In fact, it will take collaboration among stakeholders — from employers, educators, government and industry — to create adequate opportunities and fill this pipeline.
- Rethink Hiring – Cyber leaders must change their hiring approach. Prioritizing diversity in race, gender, age, and, crucially, life experiences, allows for a diversity of perspectives that are essential in this field. My colleague Fortinet Chief Information Security Officer Phil Quade recently put it this way: “A vibrant cybersecurity workforce fuels our nation’s innovation and growth, bolsters our critical infrastructures and safeguards government services.” Analysts from diverse backgrounds — for example, those who studied social sciences rather than computer science — bring immense value to security teams through differing perspectives. Veterans are another underutilized group. Former service members have a strong work ethic, attention to detail and are successful in fast-paced, high-stress environments — all skills needed in the next generation of cyber defenders.
- Make Connections, Maximize Value – Every organization involved in cyber training and hiring needs to understand the important role it plays. From those offering training programs to the businesses and agencies who are looking for talent and every step in between, stakeholders should offer support and guidance through each stage of the process. By understanding the hiring and talent development ecosystem as a whole, each organization can make the most of its role in the pipeline.
- Give Everyone a Fair Shot – It’s essential to provide free or low-cost training for those who can’t afford a traditional cyber education. Not all cybersecurity jobs are technical, and not all require four-year college degrees. We cannot meaningfully leverage the diversity of talent and potential in the U.S. if accessibility to cyber training is limited to those who can afford it or who can take the time to go through formal academic training. Beyond that, free and low-cost training can be the gateway for someone on the fence about a career in cybersecurity. Lowering or eliminating the financial barrier to entry is essential to building the cyber workforce we need.
- Start Cyber Education Early – A practical understanding of the basics of cybersecurity should be introduced to students as early as possible. If cyber hygiene is treated as a foundational part of our everyday lives, then the children of today will grow up thinking of cybersecurity the same way we think of wearing seatbelts or locking our front door.

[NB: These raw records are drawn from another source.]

use chrono::NaiveDate;
use serde::Serialize;

use crate::modules::tracker::core::deadline::due_date;
use crate::modules::tracker::core::progress::aggregate_progress;
use crate::modules::tracker::core::status::{ProgressStatus, classify_status};

/// What the statistics computation needs to know about one activity: its
/// effective (possibly subtask-derived) progress and its schedule fields.
#[derive(Debug, Clone, Copy)]
pub struct ActivitySnapshot {
    pub effective_progress: i32,
    pub planned_hours: i32,
    pub start_date: Option<NaiveDate>,
    pub planned_days: Option<i64>,
}

#[derive(Debug, Clone, PartialEq, Eq, Serialize)]
pub struct ProjectStats {
    pub total_activities: usize,
    pub not_started: usize,
    pub in_progress: usize,
    pub completed: usize,
    pub cancelled: usize,
    pub planned_hours: i64,
    /// Earliest activity start date.
    pub actual_start: Option<NaiveDate>,
    /// Latest activity due date (start + planned days).
    pub projected_finish: Option<NaiveDate>,
    pub overall_progress: i32,
    pub on_time: usize,
    pub late: usize,
}

/// Project dashboard numbers over a snapshot of its activities.
///
/// The on-time/late tally only considers activities that have a due date, and
/// a completed activity always counts as on time regardless of the date math.
/// That special case lives here and nowhere else; the per-row deadline column
/// stays date-only.
pub fn project_stats(activities: &[ActivitySnapshot], today: NaiveDate) -> ProjectStats {
    let mut stats = ProjectStats {
        total_activities: activities.len(),
        not_started: 0,
        in_progress: 0,
        completed: 0,
        cancelled: 0,
        planned_hours: 0,
        actual_start: None,
        projected_finish: None,
        overall_progress: 0,
        on_time: 0,
        late: 0,
    };

    for activity in activities {
        match classify_status(activity.effective_progress) {
            ProgressStatus::NotStarted => stats.not_started += 1,
            ProgressStatus::InProgress => stats.in_progress += 1,
            ProgressStatus::Completed => stats.completed += 1,
            ProgressStatus::Cancelled => stats.cancelled += 1,
        }

        stats.planned_hours += i64::from(activity.planned_hours);

        if let Some(start) = activity.start_date {
            stats.actual_start = Some(match stats.actual_start {
                Some(earliest) => earliest.min(start),
                None => start,
            });
        }

        if let Some(due) = due_date(activity.start_date, activity.planned_days) {
            stats.projected_finish = Some(match stats.projected_finish {
                Some(latest) => latest.max(due),
                None => due,
            });

            if classify_status(activity.effective_progress) == ProgressStatus::Completed {
                stats.on_time += 1;
            } else if today > due {
                stats.late += 1;
            } else {
                stats.on_time += 1;
            }
        }
    }

    let effectives: Vec<i32> = activities.iter().map(|a| a.effective_progress).collect();
    stats.overall_progress = aggregate_progress(&effectives);

    stats
}
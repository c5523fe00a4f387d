//! Progress values and the rollup mean.
//!
//! The external representation is a single integer in {-1} ∪ [0, 100], where
//! -1 marks a cancelled item and is distinct from 0 ("not started"). Inside
//! the crate the value is carried as a tagged variant so the sentinel cannot
//! leak into arithmetic by accident; only [`aggregate_progress`] averages the
//! raw integers, which is the behavior the stored data depends on.

/// A validated progress value.
#[derive(Debug, Clone, Copy, PartialEq, Eq)]
pub enum Progress {
    Cancelled,
    Percent(u8),
}

impl Progress {
    /// Parses a raw integer, rejecting anything outside {-1} ∪ [0, 100].
    pub fn from_raw(raw: i32) -> Option<Self> {
        match raw {
            -1 => Some(Self::Cancelled),
            0..=100 => Some(Self::Percent(raw as u8)),
            _ => None,
        }
    }

    pub fn as_raw(self) -> i32 {
        match self {
            Self::Cancelled => -1,
            Self::Percent(p) => i32::from(p),
        }
    }
}

/// Round-half-up arithmetic mean of the child progress values.
///
/// An empty slice means "no children" and reads as not started (0). Ties
/// round toward positive infinity, which matters for the negative means a
/// cancelled-heavy mix can produce.
pub fn aggregate_progress(children: &[i32]) -> i32 {
    if children.is_empty() {
        return 0;
    }
    let sum: i64 = children.iter().map(|&v| i64::from(v)).sum();
    let mean = sum as f64 / children.len() as f64;
    (mean + 0.5).floor() as i32
}

/// Effective progress of an activity: the subtask mean when subtasks exist,
/// otherwise the activity's own stored value.
pub fn effective_activity_progress(own: i32, subtask_values: &[i32]) -> i32 {
    if subtask_values.is_empty() {
        own
    } else {
        aggregate_progress(subtask_values)
    }
}
// Shared entity fixtures for handler and store tests. Fields beyond the
// arguments get neutral defaults; tests mutate what they care about.

use chrono::Utc;
use uuid::Uuid;

use crate::modules::tracker::core::entities::{Activity, Person, Priority, Project, Subtask};

pub fn person(code: &str, name: &str) -> Person {
    let now = Utc::now();
    Person {
        id: Uuid::now_v7(),
        code: code.into(),
        name: name.into(),
        email: None,
        phone: None,
        job_title: None,
        department: None,
        sector: "Engineering".into(),
        active: true,
        notes: None,
        created_at: now,
        updated_at: now,
    }
}

pub fn project(code: &str, name: &str) -> Project {
    let now = Utc::now();
    Project {
        id: Uuid::now_v7(),
        code: code.into(),
        name: name.into(),
        description: None,
        priority: Priority::Medium,
        owner_ids: vec![],
        planned_start: None,
        planned_end: None,
        progress: 0,
        approved: false,
        notes: None,
        created_at: now,
        updated_at: now,
    }
}

pub fn approved_project(code: &str, name: &str) -> Project {
    let mut p = project(code, name);
    p.approved = true;
    p
}

pub fn activity(code: &str, project_id: Uuid) -> Activity {
    let now = Utc::now();
    Activity {
        id: Uuid::now_v7(),
        code: code.into(),
        project_id,
        task: "Install racks".into(),
        assignee_ids: vec![],
        progress: 0,
        rollup_progress: 0,
        planned_hours: 0,
        used_hours: 0,
        planned_days: None,
        start_date: None,
        notes: None,
        created_at: now,
        updated_at: now,
    }
}

pub fn subtask(code: &str, activity_id: Uuid) -> Subtask {
    let now = Utc::now();
    Subtask {
        id: Uuid::now_v7(),
        code: code.into(),
        activity_id,
        name: "Pull cables".into(),
        assignee_ids: vec![],
        start_date: None,
        end_date: None,
        progress: 0,
        planned_hours: 0,
        used_hours: 0,
        planned_days: None,
        notes: None,
        created_at: now,
        updated_at: now,
    }
}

Closing the cyber skills gap will not be simple or easy. It will take a comprehensive, holistic plan that stretches into every sector and every industry because bolstering the cyber workforce means more than just hiring analysts. It means diversifying the types of talent and socializing cybersecurity as a career as early as possible. It means connecting every organization and agency to better define their roles in the process. And it means rethinking everything we know about what it takes to defend against the next generation of attackers.
Jim Richberg is public sector field CISO at Fortinet. He formerly served as the National Intelligence Manager for Cyber in the Office of the Director of National Intelligence, where he set national cyber intelligence priorities.